A sad looking woman lies awake on a hospital bed.

Patients at risk of self-harm: continuous observation


The aim of this investigation is to help improve patient safety in relation to the use of continuous observation with adult patients in acute hospital wards who are at risk of self-harm. It includes a real patient safety event, referred to as ‘the reference event’, through which to explore the use of this intervention in reducing the risk of patients self-harming.

Self-harm – where a person intentionally hurts themselves through self-poisoning or injury, irrespective of the apparent purpose – is one of the commonest reasons for people attending an acute hospital (a hospital that treats physical rather than mental health problems). Continuous observation is one method that is used to keep people who are at risk of self-harming safer while they are in a hospital ward.

This report uses the term ‘continuous observation’ to describe the practice where one or more members of staff continuously engage with and observe a patient to reduce their risk of self-harm. It is commonly used in hospitals as a way for staff to monitor and assess the mental and physical health of a person who might harm themselves.

The reference event

The reference event involved a patient called Emily-May, who was at high-risk of significant self-harm. Emily-May was being cared for in a mental health hospital where she was detained under the Mental Health Act to allow for her mental disorder to be treated. Emily-May was taken to an acute hospital after self-harming, where she had surgery to repair her wounds and stayed in an intensive care, and then a high dependency unit. A high dependency unit in an acute hospital looks after patients who need more intensive monitoring and treatment than is possible on a general ward but slightly less than that given in an intensive care unit.

While in the high dependency unit, Emily-May self-harmed while two members of staff were continuously observing her.

The investigation of the reference event found a range of factors that may have influenced the effectiveness of continuous observation at preventing patients in an acute hospital setting from self-harming.

The investigation

The reference event was referred to the Healthcare Safety Investigation Branch (HSIB) by the acute hospital that cared for Emily-May. An investigation was undertaken to explore the activity of continuous observation and its use in reducing the risk of patients self-harming while being cared for in a hospital ward.

The investigation engaged with three acute hospitals; three mental healthcare providers; specialist staff; and national bodies (such as government departments and professional bodies) that influence policy and strategy within the NHS.
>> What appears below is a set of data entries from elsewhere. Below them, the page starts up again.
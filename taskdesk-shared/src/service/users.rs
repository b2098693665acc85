/// User administration and self-service profile edits

use std::sync::Arc;
use tracing::info;
use uuid::Uuid;

use super::{ServiceError, Validator};
use crate::auth::actor::Actor;
use crate::auth::password;
use crate::auth::policy::{self, Denial};
use crate::models::{CreateUser, Role, UpdateUser, UserDto};
use crate::store::UserStore;

/// Input for creating a user (plaintext password, hashed here)
#[derive(Debug, Clone)]
pub struct NewUser {
    pub username: String,
    pub email: String,
    pub password: String,

    /// Defaults to [`Role::User`]
    pub role: Option<Role>,
}

/// Requested changes to a user
#[derive(Debug, Clone, Default)]
pub struct UserChanges {
    pub username: Option<String>,
    pub email: Option<String>,
    pub role: Option<Role>,
}

fn denied(denial: Denial, action: &str) -> ServiceError {
    match denial {
        Denial::Forbidden => ServiceError::Forbidden(format!("Not allowed to {}", action)),
        Denial::NotFound => ServiceError::NotFound("User not found".to_string()),
    }
}

/// Hashes on the blocking pool; Argon2id is deliberately slow
pub(crate) async fn hash_password(plaintext: String) -> Result<String, ServiceError> {
    tokio::task::spawn_blocking(move || password::hash_password(&plaintext))
        .await
        .map_err(|e| ServiceError::Internal(format!("Hashing task failed: {}", e)))?
        .map_err(ServiceError::from)
}

/// User operations guarded by the authorization policy
#[derive(Clone)]
pub struct UserService {
    users: Arc<dyn UserStore>,
}

impl UserService {
    pub fn new(users: Arc<dyn UserStore>) -> Self {
        Self { users }
    }

    /// Lists all users (Admin only)
    pub async fn list(&self, actor: &Actor) -> Result<Vec<UserDto>, ServiceError> {
        policy::can_manage_users(actor).map_err(|d| denied(d, "list users"))?;

        let users = self.users.list().await?;
        Ok(users.into_iter().map(UserDto::from).collect())
    }

    /// Reads one user (Admin, or the user themself)
    pub async fn get(&self, actor: &Actor, id: Uuid) -> Result<UserDto, ServiceError> {
        policy::can_read_user(actor, id).map_err(|d| denied(d, "view this user"))?;

        self.users
            .find_by_id(id)
            .await?
            .map(UserDto::from)
            .ok_or_else(|| ServiceError::NotFound("User not found".to_string()))
    }

    /// Creates a user (Admin only)
    ///
    /// # Errors
    ///
    /// - `Validation` for blank or malformed fields and weak passwords
    /// - `Conflict` if the username or email is taken
    pub async fn create(&self, actor: &Actor, input: NewUser) -> Result<UserDto, ServiceError> {
        policy::can_manage_users(actor).map_err(|d| denied(d, "create users"))?;

        let username = input.username.trim().to_string();
        let email = input.email.trim().to_lowercase();

        let mut v = Validator::new();
        v.text("username", &username, 100);
        v.email("email", &email);
        if let Err(message) = password::validate_password_strength(&input.password) {
            v.push("password", message);
        }
        v.finish()?;

        let password_hash = hash_password(input.password).await?;
        let user = self
            .users
            .create(CreateUser {
                username,
                email,
                password_hash,
                role: input.role.unwrap_or_default(),
            })
            .await?;

        info!(user_id = %user.id, role = %user.role, created_by = %actor.user_id, "User created");
        Ok(UserDto::from(user))
    }

    /// Updates a user
    ///
    /// Anyone may edit their own username/email; Admin may edit anyone and
    /// change roles.
    pub async fn update(
        &self,
        actor: &Actor,
        id: Uuid,
        changes: UserChanges,
    ) -> Result<UserDto, ServiceError> {
        policy::can_update_user(actor, id, changes.role.is_some())
            .map_err(|d| denied(d, "update this user"))?;

        let username = changes.username.map(|u| u.trim().to_string());
        let email = changes.email.map(|e| e.trim().to_lowercase());

        let mut v = Validator::new();
        if let Some(username) = &username {
            v.text("username", username, 100);
        }
        if let Some(email) = &email {
            v.email("email", email);
        }
        v.finish()?;

        let user = self
            .users
            .update(
                id,
                UpdateUser {
                    username,
                    email,
                    role: changes.role,
                },
            )
            .await?
            .ok_or_else(|| ServiceError::NotFound("User not found".to_string()))?;

        info!(user_id = %user.id, updated_by = %actor.user_id, "User updated");
        Ok(UserDto::from(user))
    }

    /// Deletes a user (Admin only)
    ///
    /// # Errors
    ///
    /// - `NotFound` if the user doesn't exist
    /// - `Conflict` while tasks are still assigned to the user
    pub async fn delete(&self, actor: &Actor, id: Uuid) -> Result<(), ServiceError> {
        policy::can_manage_users(actor).map_err(|d| denied(d, "delete users"))?;

        if !self.users.delete(id).await? {
            return Err(ServiceError::NotFound("User not found".to_string()));
        }

        info!(user_id = %id, deleted_by = %actor.user_id, "User deleted");
        Ok(())
    }
}

#[cfg(test)]
mod tests {
    use super::*;
    use crate::store::MemoryStore;

    fn admin() -> Actor {
        Actor::new(Uuid::new_v4(), Role::Admin)
    }

    fn new_user(username: &str) -> NewUser {
        NewUser {
            username: username.to_string(),
            email: format!("{}@example.com", username),
            password: "User123!".to_string(),
            role: None,
        }
    }

    fn service() -> (UserService, Arc<dyn UserStore>) {
        let users: Arc<dyn UserStore> = Arc::new(MemoryStore::new());
        (UserService::new(users.clone()), users)
    }

    #[tokio::test]
    async fn test_create_hashes_password_and_defaults_role() {
        let (service, users) = service();

        let dto = service.create(&admin(), new_user("alice")).await.unwrap();
        assert_eq!(dto.role, Role::User);

        let stored = users.find_by_id(dto.id).await.unwrap().unwrap();
        assert!(stored.password_hash.starts_with("$argon2id$"));
        assert!(password::verify_password("User123!", &stored.password_hash).unwrap());
    }

    #[tokio::test]
    async fn test_duplicate_username_or_email_conflicts_without_change() {
        let (service, users) = service();
        let admin = admin();
        service.create(&admin, new_user("alice")).await.unwrap();

        let mut dup_name = new_user("alice");
        dup_name.email = "alice2@example.com".to_string();
        assert!(matches!(
            service.create(&admin, dup_name).await,
            Err(ServiceError::Conflict(_))
        ));

        let mut dup_email = new_user("bob");
        dup_email.email = "ALICE@example.com".to_string();
        assert!(matches!(
            service.create(&admin, dup_email).await,
            Err(ServiceError::Conflict(_))
        ));

        assert_eq!(users.count().await.unwrap(), 1);
    }

    #[tokio::test]
    async fn test_create_validates_input() {
        let (service, _) = service();

        let input = NewUser {
            username: " ".to_string(),
            email: "nope".to_string(),
            password: "weak".to_string(),
            role: Some(Role::Admin),
        };
        match service.create(&admin(), input).await {
            Err(ServiceError::Validation(errors)) => {
                let fields: Vec<&str> = errors.iter().map(|e| e.field.as_str()).collect();
                assert_eq!(fields, vec!["username", "email", "password"]);
            }
            other => panic!("unexpected {:?}", other),
        }
    }

    #[tokio::test]
    async fn test_user_management_requires_admin() {
        let (service, _) = service();
        let user = Actor::new(Uuid::new_v4(), Role::User);

        assert!(matches!(service.list(&user).await, Err(ServiceError::Forbidden(_))));
        assert!(matches!(
            service.create(&user, new_user("eve")).await,
            Err(ServiceError::Forbidden(_))
        ));
        let blank = NewUser {
            username: String::new(),
            email: String::new(),
            password: String::new(),
            role: None,
        };
        assert!(matches!(
            service.create(&user, blank).await,
            Err(ServiceError::Forbidden(_))
        ));
        assert!(matches!(
            service.delete(&user, Uuid::new_v4()).await,
            Err(ServiceError::Forbidden(_))
        ));
    }

    #[tokio::test]
    async fn test_self_service_update() {
        let (service, _) = service();
        let created = service.create(&admin(), new_user("alice")).await.unwrap();
        let alice = Actor::new(created.id, Role::User);

        let updated = service
            .update(
                &alice,
                alice.user_id,
                UserChanges {
                    username: Some("alice.w".to_string()),
                    email: Some("Alice.W@Example.com".to_string()),
                    role: None,
                },
            )
            .await
            .unwrap();
        assert_eq!(updated.username, "alice.w");
        assert_eq!(updated.email, "alice.w@example.com");

        // Users cannot promote themselves
        let promote = UserChanges {
            role: Some(Role::Admin),
            ..Default::default()
        };
        assert!(matches!(
            service.update(&alice, alice.user_id, promote.clone()).await,
            Err(ServiceError::Forbidden(_))
        ));

        // Admin can
        let promoted = service.update(&admin(), alice.user_id, promote).await.unwrap();
        assert_eq!(promoted.role, Role::Admin);
    }

    #[tokio::test]
    async fn test_read_and_update_other_users() {
        let (service, _) = service();
        let admin = admin();
        let alice = service.create(&admin, new_user("alice")).await.unwrap();
        let bob = service.create(&admin, new_user("bob")).await.unwrap();
        let alice_actor = Actor::new(alice.id, Role::User);

        assert_eq!(service.get(&alice_actor, alice.id).await.unwrap().username, "alice");
        assert!(matches!(
            service.get(&alice_actor, bob.id).await,
            Err(ServiceError::Forbidden(_))
        ));
        assert!(matches!(
            service
                .update(&alice_actor, bob.id, UserChanges::default())
                .await,
            Err(ServiceError::Forbidden(_))
        ));

        assert!(matches!(
            service.get(&admin, Uuid::new_v4()).await,
            Err(ServiceError::NotFound(_))
        ));
        assert!(matches!(
            service
                .update(&admin, Uuid::new_v4(), UserChanges::default())
                .await,
            Err(ServiceError::NotFound(_))
        ));
    }

    #[tokio::test]
    async fn test_delete_user() {
        let (service, _) = service();
        let admin = admin();
        let alice = service.create(&admin, new_user("alice")).await.unwrap();

        service.delete(&admin, alice.id).await.unwrap();
        assert!(matches!(
            service.delete(&admin, alice.id).await,
            Err(ServiceError::NotFound(_))
        ));
    }
}
//! # TaskDesk Shared Library
//!
//! Domain types, access rules and storage used by the TaskDesk API server and
//! client.
//!
//! ## Module Organization
//!
//! - `models`: Users, tasks and their wire representations
//! - `auth`: Password hashing, tokens, the acting identity and the access policy
//! - `store`: Storage traits with PostgreSQL and in-memory backends
//! - `db`: Connection pool and migrations
//! - `service`: Operations combining the policy with the stores

pub mod auth;
pub mod db;
pub mod models;
pub mod service;
pub mod store;

/// Current version of the TaskDesk shared library
pub const VERSION: &str = env!("CARGO_PKG_VERSION");

#[cfg(test)]
mod tests {
    use super::*;

    #[test]
    fn test_version_is_set() {
        assert!(!VERSION.is_empty());
    }
}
  • There is a lack of evidence about how to optimise the safety and quality of continuous observations of adults, or when it is most appropriate to use this intervention.
  • Decisions about when to use continuous observation are made at healthcare provider level. This is because there are limited national guidelines and standards on when and how continuous observation should be carried out, and a lack of clear guidance on the training needs and competencies of staff doing this.
  • Variation exists within and across healthcare settings in the terms used to describe continuous observation, its purpose, when it should be used, how it is done, and which staff carry out this intervention for patients at risk of self-harm.
  • In order to create the conditions in which staff can best carry out continuous observation, consideration of human factors principles is needed to understand the complexities of this intervention and the environments in which it may take place.
  • Formal processes are often not in place to anticipate and support effective collaborative working where mental health staff work alongside physical health staff in an acute hospital to provide care to a patient at risk of self-harm.
  • When staff caring for a patient at risk of self-harm have witnessed a significant self-harm event this can be traumatic and staff cannot always access the support that they need.